***** Records for processing

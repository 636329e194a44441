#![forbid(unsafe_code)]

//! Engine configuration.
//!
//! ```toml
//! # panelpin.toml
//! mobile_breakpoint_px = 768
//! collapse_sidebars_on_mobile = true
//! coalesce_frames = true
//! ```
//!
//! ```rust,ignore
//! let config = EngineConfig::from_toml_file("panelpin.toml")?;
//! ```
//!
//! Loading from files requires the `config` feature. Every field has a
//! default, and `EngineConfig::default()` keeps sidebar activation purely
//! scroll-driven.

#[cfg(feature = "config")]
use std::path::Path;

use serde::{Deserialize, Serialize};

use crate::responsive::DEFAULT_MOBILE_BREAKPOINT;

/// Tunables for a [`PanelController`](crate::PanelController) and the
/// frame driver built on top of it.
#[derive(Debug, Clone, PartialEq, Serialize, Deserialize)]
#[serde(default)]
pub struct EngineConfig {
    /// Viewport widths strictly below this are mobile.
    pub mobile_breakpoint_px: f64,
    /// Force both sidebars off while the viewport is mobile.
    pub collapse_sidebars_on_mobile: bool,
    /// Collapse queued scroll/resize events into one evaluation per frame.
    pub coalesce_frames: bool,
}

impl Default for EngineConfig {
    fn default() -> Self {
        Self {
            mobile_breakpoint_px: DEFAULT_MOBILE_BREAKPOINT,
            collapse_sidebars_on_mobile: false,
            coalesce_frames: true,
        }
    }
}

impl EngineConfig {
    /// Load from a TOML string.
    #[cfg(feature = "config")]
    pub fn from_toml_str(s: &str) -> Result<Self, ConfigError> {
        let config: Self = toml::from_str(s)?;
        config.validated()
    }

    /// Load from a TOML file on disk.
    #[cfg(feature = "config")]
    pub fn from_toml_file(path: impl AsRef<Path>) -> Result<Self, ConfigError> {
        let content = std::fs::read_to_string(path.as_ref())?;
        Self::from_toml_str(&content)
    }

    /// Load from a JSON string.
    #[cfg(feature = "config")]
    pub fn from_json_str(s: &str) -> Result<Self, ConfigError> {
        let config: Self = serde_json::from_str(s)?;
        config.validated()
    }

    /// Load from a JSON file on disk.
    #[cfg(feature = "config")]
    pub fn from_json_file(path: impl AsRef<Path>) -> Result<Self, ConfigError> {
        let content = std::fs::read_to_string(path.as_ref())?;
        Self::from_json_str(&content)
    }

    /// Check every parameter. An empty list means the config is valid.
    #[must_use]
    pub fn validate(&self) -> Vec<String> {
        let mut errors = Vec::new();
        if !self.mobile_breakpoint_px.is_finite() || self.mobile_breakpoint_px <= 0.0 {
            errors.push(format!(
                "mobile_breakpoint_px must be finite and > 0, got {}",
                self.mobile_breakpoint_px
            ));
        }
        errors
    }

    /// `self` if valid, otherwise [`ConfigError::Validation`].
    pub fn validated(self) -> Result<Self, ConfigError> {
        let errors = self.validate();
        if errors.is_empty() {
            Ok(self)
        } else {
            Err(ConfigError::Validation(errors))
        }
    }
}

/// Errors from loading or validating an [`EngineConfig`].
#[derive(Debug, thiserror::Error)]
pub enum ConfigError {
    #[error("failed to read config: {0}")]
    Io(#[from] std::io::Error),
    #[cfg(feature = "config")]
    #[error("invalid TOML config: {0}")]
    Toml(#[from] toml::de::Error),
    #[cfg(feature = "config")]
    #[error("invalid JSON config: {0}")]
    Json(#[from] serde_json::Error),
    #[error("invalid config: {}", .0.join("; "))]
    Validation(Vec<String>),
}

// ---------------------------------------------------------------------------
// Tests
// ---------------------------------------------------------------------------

**********

# What the task requires
If a line of the data above holds the string "Result", count it, then state only the total.

# Response
5